Other changes would see prisoners with mental illnesses treated by outside medical experts, rather than correctional staff, and offer more community-based options for rehabilitating Indigenous people.

The Liberals plan to reject six amendments, including the one that would add judicial oversight.

In a letter to senators this week, Public Safety Minister Ralph Goodale said such a change would result in a significant increase to the workload of provincial superior courts.

With about 300 to 400 inmates in segregation at any given time, thousands of reviews could end up being sent to the courts, Goodale said.

“Government’s calculations indicate that approximately 35 to 40 independent adjudicators would be required to review all (isolation) placements at 48 hours,” Goodale wrote in his letter.

“A measure that would impact the resources of provincial superior courts to this extent should not be imposed by Parliament without consulting the provinces, to determine whether they are prepared to make the necessary legislative changes and allocate the necessary funds.”

The B.C. Supreme Court and the Ontario Superior Court have delivered decisions saying administrative solitary confinement is inhumane and, in the Ontario decision, unconstitutional if it lasts longer than five days and operates without independent oversight.

Both decisions are under appeal.

Bill C-83 was introduced last year as a means to end the practice of segregating federal prisoners.

Inmates who pose risks to security or to themselves would instead be moved to new “structured intervention units,” (SIUs) where they are supposed to get better programming and mental-health care, as well as more contact with others.

A group of over 100 lawyers and academics sent a letter to the Senate last week saying they believe SIUs “continue to be solitary confinement under another name” and that the bill without the Senate’s amendments “specifically allows for prolonged solitary confinement without independent oversight.”

“This is a clear violation of international human rights,” the lawyers said in their letter. 

Goodale argued Bill C-83 adds independent oversight through so-called “independent external decision-makers” that would review cases where a segregated inmate has not been out of their cell for at least four hours, or hasn’t had meaningful human contact for five days in a row — or 15 days out of 30.

“While I appreciate the intent of the proposal to add judicial review, appropriate procedural safeguards for the new SIU system can be implemented without placing additional burdens on the courts and on the provinces,” Goodale said.

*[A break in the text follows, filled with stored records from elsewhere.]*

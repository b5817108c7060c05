//! jisho.org word search as a [`WordLookup`] provider.
//!
//! The search API is queried with a blocking `reqwest` client; no async
//! runtime is needed. A same-origin proxy for the same API can be configured
//! and is tried when the first endpoint fails (or first, with `prefer_proxy`).
//!
//! Response shape (only the fields used here):
//!
//! ```json
//! {"data": [{"japanese": [{"word": "日本", "reading": "にほん"}],
//!            "senses": [{"english_definitions": ["Japan"]}]}]}
//! ```
//!
//! Every `japanese` form becomes one [`WordCandidate`] carrying the glosses of
//! its entry's first sense, in response order.

use anyhow::{bail, Context};
use libnihongo_core::{WordCandidate, WordLookup};
use serde::Deserialize;
use std::time::Duration;

use crate::FuriganaConfig;

/// Direct search endpoint; the URL-encoded keyword is appended.
pub const JISHO_SEARCH_URL: &str = "https://jisho.org/api/v1/search/words?keyword=";

#[derive(Debug, Default, Deserialize)]
struct SearchResponse {
    #[serde(default)]
    data: Vec<SearchEntry>,
}

#[derive(Debug, Default, Deserialize)]
struct SearchEntry {
    #[serde(default)]
    japanese: Vec<JapaneseForm>,
    #[serde(default)]
    senses: Vec<Sense>,
}

#[derive(Debug, Default, Deserialize)]
struct JapaneseForm {
    #[serde(default)]
    word: Option<String>,
    #[serde(default)]
    reading: Option<String>,
}

#[derive(Debug, Default, Deserialize)]
struct Sense {
    #[serde(default)]
    english_definitions: Vec<String>,
}

impl SearchResponse {
    fn into_candidates(self) -> Vec<WordCandidate> {
        let mut candidates = Vec::new();
        for entry in self.data {
            let glosses = entry
                .senses
                .into_iter()
                .next()
                .map(|s| s.english_definitions)
                .unwrap_or_default();
            for form in entry.japanese {
                candidates.push(WordCandidate {
                    word: form.word.unwrap_or_default(),
                    reading: form.reading.unwrap_or_default(),
                    glosses: glosses.clone(),
                });
            }
        }
        candidates
    }
}

/// Parse a search API response body into candidates.
pub fn parse_search_response(body: &str) -> anyhow::Result<Vec<WordCandidate>> {
    let response: SearchResponse = serde_json::from_str(body).context("malformed search response")?;
    Ok(response.into_candidates())
}

/// Blocking client for the jisho.org search API.
pub struct JishoLookup {
    client: reqwest::blocking::Client,
    endpoint: String,
    proxy: Option<String>,
    prefer_proxy: bool,
}

impl JishoLookup {
    /// Client for `endpoint` (a URL prefix the keyword is appended to).
    pub fn new<E: Into<String>>(endpoint: E, timeout: Duration) -> anyhow::Result<Self> {
        let client = reqwest::blocking::Client::builder()
            .timeout(timeout)
            .build()
            .context("building HTTP client")?;
        Ok(Self {
            client,
            endpoint: endpoint.into(),
            proxy: None,
            prefer_proxy: false,
        })
    }

    pub fn with_proxy<P: Into<String>>(mut self, proxy: P, prefer_proxy: bool) -> Self {
        self.proxy = Some(proxy.into());
        self.prefer_proxy = prefer_proxy;
        self
    }

    pub fn from_config(config: &FuriganaConfig) -> anyhow::Result<Self> {
        let lookup = Self::new(config.lookup_endpoint.clone(), config.base.lookup_timeout())?;
        Ok(match &config.proxy_endpoint {
            Some(proxy) => lookup.with_proxy(proxy.clone(), config.prefer_proxy),
            None => lookup,
        })
    }

    /// Endpoints in the order they are tried.
    pub fn endpoints(&self) -> Vec<&str> {
        let direct = self.endpoint.as_str();
        match self.proxy.as_deref() {
            Some(proxy) if self.prefer_proxy => vec![proxy, direct],
            Some(proxy) => vec![direct, proxy],
            None => vec![direct],
        }
    }

    fn fetch(&self, endpoint: &str, word: &str) -> anyhow::Result<Vec<WordCandidate>> {
        let url = format!("{}{}", endpoint, urlencoding::encode(word));
        let response = self.client.get(&url).send()?;
        if !response.status().is_success() {
            bail!("{} returned {}", endpoint, response.status());
        }
        let body = response.text()?;
        parse_search_response(&body)
    }
}

impl WordLookup for JishoLookup {
    fn search(&self, word: &str) -> anyhow::Result<Vec<WordCandidate>> {
        let mut last_error = None;
        for endpoint in self.endpoints() {
            match self.fetch(endpoint, word) {
                Ok(candidates) => return Ok(candidates),
                Err(err) => {
                    tracing::debug!(endpoint, word, error = %err, "search endpoint failed");
                    last_error = Some(err);
                }
            }
        }
        Err(last_error.unwrap_or_else(|| anyhow::anyhow!("no search endpoint configured")))
    }

    fn name(&self) -> &'static str {
        "jisho"
    }
}

#[cfg(test)]
mod tests {
    use super::*;
    use libnihongo_core::select_best_entry;

    const NIHON: &str = r#"{
        "meta": {"status": 200},
        "data": [
            {
                "slug": "日本",
                "japanese": [{"word": "日本", "reading": "にほん"}, {"word": "日本", "reading": "にっぽん"}],
                "senses": [
                    {"english_definitions": ["Japan"], "parts_of_speech": ["Noun"]},
                    {"english_definitions": ["Nippon"]}
                ]
            },
            {
                "slug": "日本人",
                "japanese": [{"word": "日本人", "reading": "にほんじん"}],
                "senses": [{"english_definitions": ["Japanese person", "Japanese people"]}]
            },
            {
                "slug": "にほん",
                "japanese": [{"reading": "ニホン"}],
                "senses": []
            }
        ]
    }"#;

    #[test]
    fn test_parse_flattens_forms_in_order() {
        let candidates = parse_search_response(NIHON).unwrap();
        assert_eq!(candidates.len(), 4);
        assert_eq!(candidates[0], WordCandidate::new("日本", "にほん", vec!["Japan".into()]));
        assert_eq!(candidates[1].reading, "にっぽん");
        assert_eq!(candidates[2].glosses.len(), 2);
        assert_eq!(candidates[3].word, "");
        assert!(candidates[3].glosses.is_empty());
    }

    #[test]
    fn test_best_entry_from_response() {
        let candidates = parse_search_response(NIHON).unwrap();
        let best = select_best_entry(&candidates, "日本").unwrap();
        let entry = best.to_entry("日本");
        assert_eq!(entry.reading, "にほん");
        assert_eq!(entry.meaning, "Japan");
    }

    #[test]
    fn test_parse_tolerates_missing_fields() {
        assert!(parse_search_response("{}").unwrap().is_empty());
        assert!(parse_search_response(r#"{"data": [{}]}"#).unwrap().is_empty());
        assert!(parse_search_response("not json").is_err());
    }

    #[test]
    fn test_endpoint_order() {
        let lookup = JishoLookup::new(JISHO_SEARCH_URL, Duration::from_millis(100)).unwrap();
        assert_eq!(lookup.endpoints(), vec![JISHO_SEARCH_URL]);

        let proxied = lookup.with_proxy("/api/lookup?keyword=", false);
        assert_eq!(proxied.endpoints(), vec![JISHO_SEARCH_URL, "/api/lookup?keyword="]);

        let preferred = proxied.with_proxy("/api/lookup?keyword=", true);
        assert_eq!(preferred.endpoints(), vec!["/api/lookup?keyword=", JISHO_SEARCH_URL]);
    }

    #[test]
    fn test_unreachable_endpoints_fail() {
        let lookup = JishoLookup::new("http://127.0.0.1:9/search?keyword=", Duration::from_millis(200))
            .unwrap()
            .with_proxy("not a url ", false);
        assert!(lookup.search("日本").is_err());
    }

    // Needs network access.
    #[test]
    #[ignore]
    fn test_search_real_network() {
        let lookup = JishoLookup::new(JISHO_SEARCH_URL, Duration::from_secs(6)).unwrap();
        let candidates = lookup.search("日本").unwrap();
        let best = select_best_entry(&candidates, "日本").unwrap();
        println!("jisho results for '日本': {:?}", best);
        assert_eq!(best.word, "日本");
    }
}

“Independent adjudication is therefore the government’s preferred approach.”

Goodale also relied on the federal correctional investigator, Ivan Zinger, in his arguments, noting that Zinger recommended last fall that the government use an “independent chairperson model” that would involve ministerial appointees.

However, in his testimony to a Senate committee last month, Zinger called C-83 a “significantly flawed” bill that being rushed through at the last minute, and urged senators to strengthen oversight over the use of isolation in penitentiaries, “whether (through) independent adjudication or judicial oversight.”

Sen. Kim Pate, a lifelong advocate for prisoners’ rights, said judges have greater expertise on matters of due process and human rights and, more importantly, are independent from government.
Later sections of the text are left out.